Three-dimensional reconstruction of the mature capsid. A, surface rendering viewed along a 2-fold axis of icosahedral symmetry. Numbers indicate the 5-fold, 3-fold, and 2-fold icosahedral symmetry axes. The color-coded bar represents depth measurement. B, central section through the density map. Bar represents 10 nm. C, close-up view of the hexamer. D, close-up view of the pentamer. The density is contoured at 3σ above the mean.

FIGURE 2.

Segmentation of the asymmetric unit and model of the shell protein gp10A. A, one gp10A monomer subunit is shown in blue within the asymmetric unit in gray. B, gp10A model fitted in the averaged density of the hexameric monomers. Top, outer side view; bottom, perspective view. The ribbon model is colored for the different motifs: A-domain, red; P-domain, yellow; and E-loop, blue. Part of the E-loop (dashed line) is omitted as no hints for the corresponding densities are defined in the average density. C, a pseudo-atomic model of the asymmetric unit of the mature head. The unit contains an entire hexamer (subunits A–F) and one pentamer subunit (subunit G). The color code of the monomers in this figure is maintained throughout the entire report.

FIGURE 3.

Structural changes involved in the T7 shell maturation. A, superposition of models of gp10A for the prohead (yellow) and head (blue) obtained by alignment of the P-domain, showing the bending of the A-domain relative to the P-domain. B, detail of the head (top) and prohead (bottom) hexameric subunits shown tangential to the capsid surface.

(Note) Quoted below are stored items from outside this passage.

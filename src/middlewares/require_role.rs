//! Role-based access control middleware. Must run after [`RequireJWT`],
//! which is what puts the user in the request extensions.

use std::rc::Rc;

use actix_service::{Service, Transform};
use actix_web::{
    Error, HttpMessage,
    body::EitherBody,
    dev::{ServiceRequest, ServiceResponse},
    http::StatusCode,
};
use futures_util::future::{LocalBoxFuture, Ready, ready};
use tracing::info;

use crate::middlewares::{RequireJWT, create_error_response};
use crate::models::ErrorCode;
use crate::models::users::entities::{Usuario, UserRole};

#[derive(Clone)]
pub struct RequireRole {
    required_roles: Vec<UserRole>,
}

impl RequireRole {
    pub fn new(role: &UserRole) -> Self {
        Self {
            required_roles: vec![role.clone()],
        }
    }

    /// Any one of the given roles grants access.
    pub fn new_any(roles: &[&UserRole]) -> Self {
        Self {
            required_roles: roles.iter().map(|r| (*r).clone()).collect(),
        }
    }
}

impl<S, B> Transform<S, ServiceRequest> for RequireRole
where
    S: Service<ServiceRequest, Response = ServiceResponse<B>, Error = Error> + 'static,
    B: 'static,
{
    type Response = ServiceResponse<EitherBody<B>>;
    type Error = Error;
    type InitError = ();
    type Transform = RequireRoleMiddleware<S>;
    type Future = Ready<Result<Self::Transform, Self::InitError>>;

    fn new_transform(&self, service: S) -> Self::Future {
        ready(Ok(RequireRoleMiddleware {
            service: Rc::new(service),
            required_roles: self.required_roles.clone(),
        }))
    }
}

pub struct RequireRoleMiddleware<S> {
    service: Rc<S>,
    required_roles: Vec<UserRole>,
}

impl<S, B> Service<ServiceRequest> for RequireRoleMiddleware<S>
where
    S: Service<ServiceRequest, Response = ServiceResponse<B>, Error = Error> + 'static,
    B: 'static,
{
    type Response = ServiceResponse<EitherBody<B>>;
    type Error = Error;
    type Future = LocalBoxFuture<'static, Result<Self::Response, Self::Error>>;

    fn poll_ready(
        &self,
        ctx: &mut std::task::Context<'_>,
    ) -> std::task::Poll<Result<(), Self::Error>> {
        self.service.poll_ready(ctx)
    }

    fn call(&self, req: ServiceRequest) -> Self::Future {
        let srv = self.service.clone();
        let required_roles = self.required_roles.clone();

        Box::pin(async move {
            let usuario = req.extensions().get::<Usuario>().cloned();

            match usuario {
                Some(usuario) => {
                    let user_role = RequireJWT::extract_user_role(req.request());
                    let has_permission = required_roles
                        .iter()
                        .any(|role| user_role.as_ref() == Some(role));

                    if has_permission {
                        let res = srv.call(req).await?.map_into_left_body();
                        Ok(res)
                    } else {
                        info!(
                            "Access denied for user {} (role: {:?}). Required roles: {:?}",
                            usuario.id, user_role, required_roles
                        );
                        Ok(req.into_response(
                            create_error_response(
                                StatusCode::FORBIDDEN,
                                ErrorCode::Forbidden,
                                "Access denied.",
                            )
                            .map_into_right_body(),
                        ))
                    }
                }
                None => {
                    info!(
                        "Role check failed: no user in request. RequireJWT must be applied first."
                    );
                    Ok(req.into_response(
                        create_error_response(
                            StatusCode::UNAUTHORIZED,
                            ErrorCode::Unauthorized,
                            "Authentication required",
                        )
                        .map_into_right_body(),
                    ))
                }
            }
        })
    }
}
use actix_web::{HttpRequest, HttpResponse, Result as ActixResult};

use crate::models::{
    ApiResponse, ErrorCode,
    auth::{requests::LoginRequest, responses::LoginResponse},
    planteles::theme::CampusTheme,
    users::entities::{Estatus, UserRole},
};
use crate::utils::jwt;
use crate::utils::password::verify_password;

use super::AuthService;

pub async fn handle_login(
    service: &AuthService,
    login_request: LoginRequest,
    request: &HttpRequest,
) -> ActixResult<HttpResponse> {
    let storage = service.get_storage(request);
    let config = service.get_config();

    // 1. Look the user up by matrícula or email
    let user = match storage
        .get_user_by_username_or_email(&login_request.username)
        .await
    {
        Ok(Some(user)) => user,
        Ok(None) => {
            return Ok(HttpResponse::Unauthorized().json(ApiResponse::error_empty(
                ErrorCode::AuthFailed,
                "Username or password is incorrect",
            )));
        }
        Err(e) => {
            return Ok(
                HttpResponse::InternalServerError().json(ApiResponse::error_empty(
                    ErrorCode::InternalServerError,
                    format!("Login failed: {e}"),
                )),
            );
        }
    };

    // 2. Verify password; deregistered accounts never authenticate
    if !verify_password(&login_request.password, &user.password_hash) {
        return Ok(HttpResponse::Unauthorized().json(ApiResponse::error_empty(
            ErrorCode::AuthFailed,
            "Username or password is incorrect",
        )));
    }
    if user.estatus == Estatus::Baja {
        return Ok(HttpResponse::Unauthorized().json(ApiResponse::error_empty(
            ErrorCode::AuthFailed,
            "User has been deregistered",
        )));
    }

    // 3. Update last login time
    let _ = storage.update_last_login(user.id).await;

    // 4. Generate token pair
    let token_pair = match user
        .generate_token_pair(login_request.remember_me.then(|| {
            chrono::Duration::days(config.jwt.refresh_token_remember_me_expiry)
        }))
        .await
    {
        Ok(pair) => pair,
        Err(e) => {
            tracing::error!("Failed to generate JWT token: {}", e);
            return Ok(
                HttpResponse::InternalServerError().json(ApiResponse::error_empty(
                    ErrorCode::InternalServerError,
                    "Login failed, unable to generate token",
                )),
            );
        }
    };

    // 5. Resolve the campus theme for the shell
    let plantel = match user.plantel_id {
        Some(plantel_id) => storage.get_plantel_by_id(plantel_id).await.ok().flatten(),
        None => None,
    };
    let theme = CampusTheme::resolve(plantel.as_ref());
    let redirect_admin = user.rol == UserRole::Admin;

    tracing::info!("User {} logged in successfully", user.username);

    let response = LoginResponse {
        access_token: token_pair.access_token,
        expires_in: config.jwt.access_token_expiry * 60, // minutes to seconds
        usuario: user,
        redirect_admin,
        theme,
        created_at: chrono::Utc::now(),
    };

    let refresh_cookie = jwt::JwtUtils::create_refresh_token_cookie(&token_pair.refresh_token);

    Ok(HttpResponse::Ok()
        .cookie(refresh_cookie)
        .json(ApiResponse::success(response, "Login successful")))
}

/// Clears the client session by emptying the refresh token cookie.
pub async fn handle_logout(
    _service: &AuthService,
    _request: &HttpRequest,
) -> ActixResult<HttpResponse> {
    let empty_cookie = jwt::JwtUtils::create_empty_refresh_token_cookie();

    Ok(HttpResponse::Ok()
        .cookie(empty_cookie)
        .json(ApiResponse::<()>::success_empty("Logout successful")))
}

C, head (top) and prohead (bottom) asymmetric units shown from the outside of the capsid. D, cross-section view of the head (blue) and prohead (yellow) densities. The central detailed side views are shown tangential to the capsid surface, revealing the radial outward movement of the capsomers. The labeled lines represent radial axes along the center of the pentamer (5) and the hexamer (6).

FIGURE 4.

Differences between prohead and mature head capsids. A, left, difference map (yellow) between the experimental and modeled densities for the asymmetric unit of the prohead, as seen from the inner side of the shell. Right, difference map (blue) for the asymmetric unit of the mature head, as seen from the outside of the shell. The difference maps are rendered at 5σ. B, side view of the difference maps. C, difference map around a 3-fold axis involving three identical copies of monomer D (Fig. 2). The volume attributed to the N-terminal domain is colored in dark blue, and the E-loop is in light blue (red arrow). D, electrostatic potential in the surface of the asymmetric unit, as seen from the inside of the virion. Left, prohead. Right, mature head. Negative charge is in red, and positive is in blue.

FIGURE 5.

Changes in the interactions during the maturation of the T7 shell. In all cases, the figures on the left are for the prohead, and the mature head is on the right. A, contact surfaces for the pentamer (red). The view is from the outside of the capsid. B, contact surfaces for the hexamer (red). C and D, interactions around the 3-fold axis (triangle) in the prohead (C) and mature head (D). E and F, residues involved in pentameric-hexameric interactions (red) in the prohead (E) and mature head (F).